TASK OBJECTIVE
Look through the records and copy each line with the string "batch" in it.

--- --- ---

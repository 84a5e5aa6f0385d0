//! Autoregressive sampling with temperature, nucleus (top-p) filtering and
//! repetition penalty.

use std::cmp::Ordering;

use candle_core::{DType, Result, Tensor};
use rand::rngs::StdRng;
use rand::Rng;

#[derive(Debug, Clone)]
pub struct GenerationConfig {
    /// Total length (prompt + response) to stop at.
    pub max_length: usize,
    pub temperature: f64,
    pub top_p: f64,
    pub repetition_penalty: f64,
    /// Greedy decoding when false.
    pub do_sample: bool,
    pub eos_token_id: Option<u32>,
    pub pad_token_id: u32,
}

/// Agreement on when to stop when several workers generate in lockstep.
pub trait StopSync {
    /// Given whether this worker still has work, report whether any worker does.
    fn any_unfinished(&self, local_unfinished: bool) -> Result<bool>;
}

/// Single worker: stop as soon as local generation is done.
pub struct LocalStop;

impl StopSync for LocalStop {
    fn any_unfinished(&self, local_unfinished: bool) -> Result<bool> {
        Ok(local_unfinished)
    }
}

/// Extend `input_ids` until every row emitted EOS or `max_length` is reached.
///
/// `logits_fn(ids, mask)` must return logits `[B, T, vocab]`. Rows that
/// finished early are filled with the pad id. A worker whose rows are all done
/// keeps answering `sync` until every worker is done, without running the model.
pub fn generate<F>(
    mut logits_fn: F,
    input_ids: &Tensor,
    attention_mask: &Tensor,
    cfg: &GenerationConfig,
    rng: &mut StdRng,
    sync: &dyn StopSync,
) -> Result<Tensor>
where
    F: FnMut(&Tensor, &Tensor) -> Result<Tensor>,
{
    let device = input_ids.device();
    let mut ids = input_ids.to_vec2::<u32>()?;
    let mut mask = attention_mask.to_dtype(DType::U8)?.to_vec2::<u8>()?;
    let batch = ids.len();
    let mut cur_len = ids.first().map(Vec::len).unwrap_or(0);
    let mut finished = vec![false; batch];

    loop {
        let local_unfinished = finished.iter().any(|f| !f) && cur_len < cfg.max_length;
        if !sync.any_unfinished(local_unfinished)? {
            break;
        }
        if !local_unfinished {
            continue;
        }

        let ids_t = Tensor::from_vec(ids.concat(), (batch, cur_len), device)?;
        let mask_t = Tensor::from_vec(mask.concat(), (batch, cur_len), device)?;
        let logits = logits_fn(&ids_t, &mask_t)?;
        let last = logits
            .narrow(1, cur_len - 1, 1)?
            .squeeze(1)?
            .to_dtype(DType::F32)?
            .to_vec2::<f32>()?;

        for (i, row_logits) in last.into_iter().enumerate() {
            let next = if finished[i] {
                cfg.pad_token_id
            } else {
                let history: Vec<u32> = ids[i]
                    .iter()
                    .zip(&mask[i])
                    .filter(|(_, m)| **m != 0)
                    .map(|(&t, _)| t)
                    .collect();
                sample_next(row_logits, &history, cfg, rng)
            };
            mask[i].push(u8::from(!finished[i]));
            ids[i].push(next);
            if cfg.eos_token_id == Some(next) {
                finished[i] = true;
            }
        }
        cur_len += 1;
    }

    Tensor::from_vec(ids.concat(), (batch, cur_len), device)
}

/// Pick the next token from one row of logits.
pub fn sample_next(mut logits: Vec<f32>, history: &[u32], cfg: &GenerationConfig, rng: &mut StdRng) -> u32 {
    apply_repetition_penalty(&mut logits, history, cfg.repetition_penalty);
    if !cfg.do_sample {
        return argmax(&logits);
    }

    let temp = cfg.temperature.max(1e-5);
    let max_logit = logits.iter().copied().fold(f32::NEG_INFINITY, f32::max) as f64;
    let mut probs: Vec<f64> = logits
        .iter()
        .map(|&v| ((v as f64 - max_logit) / temp).exp())
        .collect();
    let mass: f64 = probs.iter().sum();
    if !(mass > 0.0) {
        return argmax(&logits);
    }
    for p in &mut probs {
        *p /= mass;
    }

    let keep = nucleus(&probs, cfg.top_p);
    let kept_mass: f64 = keep.iter().map(|&i| probs[i]).sum();
    let r = rng.gen::<f64>() * kept_mass;
    let mut cumulative = 0.0;
    for &i in &keep {
        cumulative += probs[i];
        if r < cumulative {
            return i as u32;
        }
    }
    keep.last().copied().unwrap_or(0) as u32
}

/// Penalize every token already present: positive logits divided by the
/// penalty, negative ones multiplied.
pub fn apply_repetition_penalty(logits: &mut [f32], history: &[u32], penalty: f64) {
    if (penalty - 1.0).abs() < f64::EPSILON {
        return;
    }
    let penalty = penalty as f32;
    let mut seen = vec![false; logits.len()];
    for &t in history {
        let t = t as usize;
        if t < logits.len() && !seen[t] {
            seen[t] = true;
            let v = logits[t];
            logits[t] = if v < 0.0 { v * penalty } else { v / penalty };
        }
    }
}

/// Smallest prefix of tokens (by descending probability) whose mass reaches
/// `top_p`. Always holds at least one token.
pub fn nucleus(probs: &[f64], top_p: f64) -> Vec<usize> {
    let mut idx: Vec<usize> = (0..probs.len()).collect();
    idx.sort_by(|a, b| probs[*b].partial_cmp(&probs[*a]).unwrap_or(Ordering::Equal));
    if top_p >= 1.0 {
        return idx;
    }
    let mut cumulative = 0.0;
    let mut cut = idx.len();
    for (n, &i) in idx.iter().enumerate() {
        cumulative += probs[i];
        if cumulative >= top_p {
            cut = n + 1;
            break;
        }
    }
    idx.truncate(cut.max(1));
    idx
}

fn argmax(logits: &[f32]) -> u32 {
    logits
        .iter()
        .enumerate()
        .max_by(|a, b| a.1.partial_cmp(b.1).unwrap_or(Ordering::Equal))
        .map(|(i, _)| i as u32)
        .unwrap_or(0)
}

--- --- ---

RESPONSE AREA
    let batch = ids.len();
    let mut finished = vec![false; batch];
        let ids_t = Tensor::from_vec(ids.concat(), (batch, cur_len), device)?;
        let mask_t = Tensor::from_vec(mask.concat(), (batch, cur_len), device)?;
    Tensor::from_vec(ids.concat(), (batch, cur_len), device)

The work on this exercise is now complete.